Детективы мои пошли, тут же печатались, а «Два пера горной индейки» просто поставили на уши всю Кабардино-Балкарию. Хотя я не делал никаких портретов и не хотел никого обличать, читатель узнал в моих героях мафию Приэльбрусья, посыпались благодарственные письма и настолько серьезные угрозы, что мне пришлось отправить кое-кого из семьи в деревню. Я писал о том, что знал. Отличались мои детективы познавательной нагрузкой. Скажем, сюжет «Звезда Багратиона» основан на моем знании российских наград. На эту тему у меня вышло несколько книжек, последняя из них – «Энциклопедия русских наград» («Голос-пресс», 2001). В детективе «Камень» исследуется убийство, совершенное во время восхождения. А у меня за двадцать пять лет набралось около 150 восхождений (Альпы, Кавказ, Тянь-Шань, Алай, Памир, Алтай, Камчатка). Детектив «Два пера горной индейки» просто взят из жизни. Ко мне в Зоологический музей пришел следователь и принес два перышка. Они были найдены в сумке убийцы вместе с дробинами 2-го номера. Мне надо было определить вид птицы и вычертить ее ареал (область распространения), чтобы сократить территорию всесоюзного розыска. Иголка в стоге сена, ибо рисунок пера у различных видов птиц не повторяется, как и отпечатки пальцев у человека. Но я ее нашел, ею оказался улар, или горная индейка, как ее еще называют. Ареал же этого вида улара так мал, что я совершенно точно указал на место его добычи – Приэльбрусье. И преступник был вскоре найден.
Но как неожиданно я начал писать детективы, так же в одночасье и бросил. Когда воруют миллиарды и за год убивают десятки тысяч, что может значить какой-то единичный случай? Да и на прилавки в метро, заваленные детективной макулатурой, невмоготу уже смотреть.
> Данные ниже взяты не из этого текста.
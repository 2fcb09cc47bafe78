use std::collections::{HashMap, VecDeque};
use std::sync::atomic::{AtomicBool, AtomicUsize, Ordering};
use std::sync::{Arc, Mutex};
use std::time::Duration;

use batchdag::exec::{
    BoxFuture, CancellationToken, Capability, ExecutionOutcome, ExecutorRouter, TaskDescription,
};

/// One scripted dispatch result.
#[derive(Debug, Clone)]
pub enum Step {
    Succeed,
    Fail(String),
    /// Sleep, then succeed.
    Sleep(Duration),
    /// Sleep, then fail.
    SleepThenFail(Duration, String),
    /// Never finish on its own; returns once cancelled.
    Hang,
}

impl Step {
    pub fn fail(detail: &str) -> Self {
        Step::Fail(detail.to_string())
    }
}

/// A recorded dispatch.
#[derive(Debug, Clone, PartialEq, Eq)]
pub struct Dispatch {
    pub task_id: String,
    pub executor: String,
    pub requested_executor: String,
    pub attempt: u32,
    pub batch_index: usize,
}

/// A fake capability that:
/// - records every dispatch it receives
/// - plays back a per-task script of outcomes, then succeeds
/// - tracks how many dispatches were running at once
pub struct ScriptedCapability {
    name: String,
    default_delay: Duration,
    scripts: Mutex<HashMap<String, VecDeque<Step>>>,
    log: Arc<Mutex<Vec<Dispatch>>>,
    available: AtomicBool,
    probes: AtomicUsize,
    running: AtomicUsize,
    peak: AtomicUsize,
}

impl ScriptedCapability {
    pub fn new(name: &str) -> Arc<Self> {
        Self::with_log(name, Arc::new(Mutex::new(Vec::new())))
    }

    /// Share one dispatch log between several capabilities.
    pub fn with_log(name: &str, log: Arc<Mutex<Vec<Dispatch>>>) -> Arc<Self> {
        Self::build(name, Duration::from_millis(5), log)
    }

    /// Unscripted dispatches sleep for `delay` before succeeding.
    pub fn with_delay(name: &str, delay: Duration) -> Arc<Self> {
        Self::build(name, delay, Arc::new(Mutex::new(Vec::new())))
    }

    fn build(name: &str, default_delay: Duration, log: Arc<Mutex<Vec<Dispatch>>>) -> Arc<Self> {
        Arc::new(Self {
            name: name.to_string(),
            default_delay,
            scripts: Mutex::new(HashMap::new()),
            log,
            available: AtomicBool::new(true),
            probes: AtomicUsize::new(0),
            running: AtomicUsize::new(0),
            peak: AtomicUsize::new(0),
        })
    }

    pub fn name(&self) -> &str {
        &self.name
    }

    /// Outcomes for the next dispatches of `task`, in order.
    pub fn script(&self, task: &str, steps: Vec<Step>) {
        self.scripts
            .lock()
            .unwrap()
            .entry(task.to_string())
            .or_default()
            .extend(steps);
    }

    pub fn set_available(&self, up: bool) {
        self.available.store(up, Ordering::SeqCst);
    }

    pub fn probe_count(&self) -> usize {
        self.probes.load(Ordering::SeqCst)
    }

    pub fn dispatches(&self) -> Vec<Dispatch> {
        self.log.lock().unwrap().clone()
    }

    pub fn dispatched_ids(&self) -> Vec<String> {
        self.dispatches().into_iter().map(|d| d.task_id).collect()
    }

    pub fn count_for(&self, task: &str) -> usize {
        self.dispatches().iter().filter(|d| d.task_id == task).count()
    }

    pub fn peak_concurrency(&self) -> usize {
        self.peak.load(Ordering::SeqCst)
    }

    fn next_step(&self, task: &str) -> Step {
        self.scripts
            .lock()
            .unwrap()
            .get_mut(task)
            .and_then(|q| q.pop_front())
            .unwrap_or(Step::Sleep(self.default_delay))
    }
}

/// Decrements the running count even when the dispatch future is dropped.
struct RunningGuard<'a>(&'a AtomicUsize);

impl Drop for RunningGuard<'_> {
    fn drop(&mut self) {
        self.0.fetch_sub(1, Ordering::SeqCst);
    }
}

impl Capability for ScriptedCapability {
    fn execute(
        &self,
        task: TaskDescription,
        cancel: CancellationToken,
    ) -> BoxFuture<'_, ExecutionOutcome> {
        Box::pin(async move {
            self.log.lock().unwrap().push(Dispatch {
                task_id: task.id.clone(),
                executor: self.name.clone(),
                requested_executor: task.requested_executor.clone(),
                attempt: task.attempt,
                batch_index: task.batch_index,
            });

            let now = self.running.fetch_add(1, Ordering::SeqCst) + 1;
            self.peak.fetch_max(now, Ordering::SeqCst);
            let _running = RunningGuard(&self.running);

            let step = self.next_step(&task.id);
            match step {
                Step::Succeed => ExecutionOutcome::completed(),
                Step::Fail(detail) => ExecutionOutcome::failed(detail),
                Step::Sleep(d) => tokio::select! {
                    _ = cancel.cancelled() => ExecutionOutcome::failed("cancelled"),
                    _ = tokio::time::sleep(d) => ExecutionOutcome::completed(),
                },
                Step::SleepThenFail(d, detail) => tokio::select! {
                    _ = cancel.cancelled() => ExecutionOutcome::failed("cancelled"),
                    _ = tokio::time::sleep(d) => ExecutionOutcome::failed(detail),
                },
                Step::Hang => {
                    cancel.cancelled().await;
                    ExecutionOutcome::failed("cancelled")
                }
            }
        })
    }

    fn probe(&self) -> BoxFuture<'_, bool> {
        self.probes.fetch_add(1, Ordering::SeqCst);
        let up = self.available.load(Ordering::SeqCst);
        Box::pin(async move { up })
    }
}

/// Router with each capability registered under its own name.
pub fn router_with(caps: &[Arc<ScriptedCapability>]) -> ExecutorRouter {
    let mut router = ExecutorRouter::new();
    for cap in caps {
        router.register(cap.name().to_string(), Arc::clone(cap) as Arc<dyn Capability>);
    }
    router
}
До этого путешествовал по Северу на байдарке и в Коряжме случайно обнаружил украденную из музея Сольвычегодска пелену XVII века. Появилась повесть «Пелена». О своих путешествиях написал еще одну книгу. Принес рукопись – А. Кузнецов. «Запахи Севера» – в «Молодую гвардию» и положил на стол. Смотрю, рядом лежит другая рукопись: А. Кузнецов «Запахи океана». Это был Анатолий Васильевич Кузнецов, который потом уехал и погиб в Англии. Схватил я свою рукопись и бежать. Рассказал Владимиру Алексеевичу Солоухину, он очень смеялся и посоветовал мне взять псевдоним, а книгу назвать «В северном краю». Я так ее и назвал, но псевдонима брать не стал.